Interview with Husain Haqqani

Each time a Pakistani leader reaches out to India, the Pakistani military reacts to remove the leader, argues former Ambassador to the U.S. Husain Haqqani in his latest book ( India vs Pakistan: Why Cant We Just Be Friends? Pub: Juggernaut 2016). He spoke to Diplomatic Editor Suhasini Haidar about how he thinks the relationship can evolve.

Your book India v/s Pakistan: Why Can’t We Just Be Friends, is pitched as a cricket match on the cover. Is that how you see this bitter relationship over nearly 70 years?

I think I have tried to lay out a score-card for the two countries. It is a 69-year match where one team behaves exactly the same way every time, and the other team just doesn’t know what to do with it. I went through thousands of pages of research and tried to distill the history so I could zero in on the psychological problem between both countries. There is the diplomatic framework, the strategic framework, and then there is the psychological aspect of the relationship. How certain behaviours get entrenched and then nothing can be resolved. It starts all the way from 1947, and the Pakistani assertion that India has never accepted the existence of Pakistan. If India hasn’t, in its heart of hearts, accepted Pakistan, then the question is, how will solving the Kashmir problem help anything?
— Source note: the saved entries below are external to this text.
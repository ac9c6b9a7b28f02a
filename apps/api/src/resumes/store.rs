//! Resume persistence: pluggable, trait-based store behind the access layer.
//!
//! Ownership and visibility are part of every query: a caller never receives a
//! record it may not see, and "absent" and "not yours" come back the same way
//! (`None` / `false`).
//!
//! `AppState` holds an `Arc<dyn ResumeStore>`: `PgResumeStore` in production,
//! `MemoryResumeStore` for tests and `STORE=memory` local runs.

use async_trait::async_trait;
use chrono::{DateTime, Duration, Utc};
use sqlx::types::Json;
use sqlx::PgPool;
use tokio::sync::RwLock;
use uuid::Uuid;

use crate::errors::AppError;
use crate::models::resume::{NewResume, Resume, ResumeChanges, ResumeRow};

#[async_trait]
pub trait ResumeStore: Send + Sync {
    /// Résumés owned by `owner`, most recently updated first.
    async fn list_owned(&self, owner: Uuid) -> Result<Vec<Resume>, AppError>;

    async fn insert(&self, owner: Uuid, input: NewResume) -> Result<Resume, AppError>;

    /// The record if it is public or owned by `viewer`.
    async fn find_visible(&self, id: Uuid, viewer: Option<Uuid>)
        -> Result<Option<Resume>, AppError>;

    /// Applies `changes` if `owner` owns the record. `updated_at` always moves forward.
    async fn update_owned(
        &self,
        id: Uuid,
        owner: Uuid,
        changes: ResumeChanges,
    ) -> Result<Option<Resume>, AppError>;

    /// Returns whether a row owned by `owner` was removed.
    async fn delete_owned(&self, id: Uuid, owner: Uuid) -> Result<bool, AppError>;
}

// ────────────────────────────────────────────────────────────────────────────
// PostgreSQL
// ────────────────────────────────────────────────────────────────────────────

pub struct PgResumeStore {
    pool: PgPool,
}

impl PgResumeStore {
    pub fn new(pool: PgPool) -> Self {
        Self { pool }
    }
}

#[async_trait]
impl ResumeStore for PgResumeStore {
    async fn list_owned(&self, owner: Uuid) -> Result<Vec<Resume>, AppError> {
        let rows = sqlx::query_as::<_, ResumeRow>(
            "SELECT * FROM resumes WHERE user_id = $1 ORDER BY updated_at DESC",
        )
        .bind(owner)
        .fetch_all(&self.pool)
        .await?;
        Ok(rows.into_iter().map(Resume::from).collect())
    }

    async fn insert(&self, owner: Uuid, input: NewResume) -> Result<Resume, AppError> {
        let row = sqlx::query_as::<_, ResumeRow>(
            r#"
            INSERT INTO resumes (user_id, title, content, template_id, is_public)
            VALUES ($1, $2, $3, $4, $5)
            RETURNING *
            "#,
        )
        .bind(owner)
        .bind(&input.title)
        .bind(Json(&input.content))
        .bind(input.template_id)
        .bind(input.is_public)
        .fetch_one(&self.pool)
        .await?;
        Ok(row.into())
    }

    async fn find_visible(
        &self,
        id: Uuid,
        viewer: Option<Uuid>,
    ) -> Result<Option<Resume>, AppError> {
        // With no viewer `user_id = NULL` is never true, leaving only public rows.
        let row = sqlx::query_as::<_, ResumeRow>(
            "SELECT * FROM resumes WHERE id = $1 AND (is_public OR user_id = $2)",
        )
        .bind(id)
        .bind(viewer)
        .fetch_optional(&self.pool)
        .await?;
        Ok(row.map(Resume::from))
    }

    async fn update_owned(
        &self,
        id: Uuid,
        owner: Uuid,
        changes: ResumeChanges,
    ) -> Result<Option<Resume>, AppError> {
        let row = sqlx::query_as::<_, ResumeRow>(
            r#"
            UPDATE resumes SET
                title       = COALESCE($3, title),
                content     = COALESCE($4, content),
                template_id = COALESCE($5, template_id),
                is_public   = COALESCE($6, is_public),
                updated_at  = GREATEST(now(), updated_at + INTERVAL '1 microsecond')
            WHERE id = $1 AND user_id = $2
            RETURNING *
            "#,
        )
        .bind(id)
        .bind(owner)
        .bind(changes.title)
        .bind(changes.content.map(Json))
        .bind(changes.template_id)
        .bind(changes.is_public)
        .fetch_optional(&self.pool)
        .await?;
        Ok(row.map(Resume::from))
    }

    async fn delete_owned(&self, id: Uuid, owner: Uuid) -> Result<bool, AppError> {
        let result = sqlx::query("DELETE FROM resumes WHERE id = $1 AND user_id = $2")
            .bind(id)
            .bind(owner)
            .execute(&self.pool)
            .await?;
        Ok(result.rows_affected() > 0)
    }
}

// ────────────────────────────────────────────────────────────────────────────
// In-memory
// ────────────────────────────────────────────────────────────────────────────

#[derive(Default)]
struct MemoryTable {
    rows: Vec<Resume>,
    last_stamp: Option<DateTime<Utc>>,
}

impl MemoryTable {
    /// Strictly increasing clock, so equal wall-clock reads never tie.
    fn tick(&mut self) -> DateTime<Utc> {
        let now = Utc::now();
        let stamp = match self.last_stamp {
            Some(last) if now <= last => last + Duration::microseconds(1),
            _ => now,
        };
        self.last_stamp = Some(stamp);
        stamp
    }
}

/// Process-local store with the same predicates as `PgResumeStore`.
#[derive(Default)]
pub struct MemoryResumeStore {
    table: RwLock<MemoryTable>,
}

impl MemoryResumeStore {
    pub fn new() -> Self {
        Self::default()
    }
}

#[async_trait]
impl ResumeStore for MemoryResumeStore {
    async fn list_owned(&self, owner: Uuid) -> Result<Vec<Resume>, AppError> {
        let table = self.table.read().await;
        let mut owned: Vec<Resume> = table
            .rows
            .iter()
            .filter(|r| r.user_id == owner)
            .cloned()
            .collect();
        owned.sort_by(|a, b| b.updated_at.cmp(&a.updated_at));
        Ok(owned)
    }

    async fn insert(&self, owner: Uuid, input: NewResume) -> Result<Resume, AppError> {
        let mut table = self.table.write().await;
        let now = table.tick();
        let resume = Resume {
            id: Uuid::new_v4(),
            user_id: owner,
            title: input.title,
            content: input.content,
            template_id: input.template_id,
            is_public: input.is_public,
            created_at: now,
            updated_at: now,
        };
        table.rows.push(resume.clone());
        Ok(resume)
    }

    async fn find_visible(
        &self,
        id: Uuid,
        viewer: Option<Uuid>,
    ) -> Result<Option<Resume>, AppError> {
        let table = self.table.read().await;
        Ok(table
            .rows
            .iter()
            .find(|r| r.id == id && (r.is_public || Some(r.user_id) == viewer))
            .cloned())
    }

    async fn update_owned(
        &self,
        id: Uuid,
        owner: Uuid,
        changes: ResumeChanges,
    ) -> Result<Option<Resume>, AppError> {
        let mut table = self.table.write().await;
        let now = table.tick();
        let Some(resume) = table
            .rows
            .iter_mut()
            .find(|r| r.id == id && r.user_id == owner)
        else {
            return Ok(None);
        };

        if let Some(title) = changes.title {
            resume.title = title;
        }
        if let Some(content) = changes.content {
            resume.content = content;
        }
        if let Some(template_id) = changes.template_id {
            resume.template_id = Some(template_id);
        }
        if let Some(is_public) = changes.is_public {
            resume.is_public = is_public;
        }
        resume.updated_at = now.max(resume.updated_at + Duration::microseconds(1));
        Ok(Some(resume.clone()))
    }

    async fn delete_owned(&self, id: Uuid, owner: Uuid) -> Result<bool, AppError> {
        let mut table = self.table.write().await;
        let before = table.rows.len();
        table.rows.retain(|r| !(r.id == id && r.user_id == owner));
        Ok(table.rows.len() < before)
    }
}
You have quoted Nehru in your book, who said at AMU in 1948, “I do not want to carry the burden of Pakistan’s great problems. I have enough of my own.” Why has nothing convinced Pakistan’s government of this?

Well, I think even in India, there has been some confusion over whether to accept Pakistan or not. In later years, especially in the first election of 1950, even Nehru changed his line, thinking that he would get more Muslim votes if he could blame their problems on the creation of Pakistan, that it was a mistake.

There are a series of India-Pakistan engagements described in the book as “missed opportunities”. In compiling them, did anything strike you, or surprise you, as something new?

I think what emerges clearly that whenever India and Pakistan have come close to trying to end the enmity between them the (Pakistani) military has reacted. It seems like too much of a pattern. In 1958 for example, Feroze Khan Noon was the Prime Minister, heading into an election in 1959. He went to India and when he returned said, we can’t forever be enemies with India, we have to forge a deal. And within a month there was a coup, Pakistan’s first coup. Ostensibly, the military said it was acting against corruption in politics and wanted to work on a new constitution. But a similar thing happened again and again. Look at Tashkent in 1966. Ayub Khan had realised by then that war would not solve Pakistan’s problems after trying hard to defeat India in the 1965 war. So he signed the Tashkent agreement, but trouble began soon after. First there were protests against the Tashkent accord. So even though he was a military dictator, he was accused of selling out, and within two years he was gone. After Bhutto went to Simla in 1972, it seemed relations with India would settle. There was a ceasefire, the ceasefire line looked like it would be accepted as a border, things were settling post-Bangladesh, but then, General Zia Ul Haq had a coup.

What you are saying is that these coups were related to peace with India, rather than domestic politics? I don’t think that has been said as clearly before….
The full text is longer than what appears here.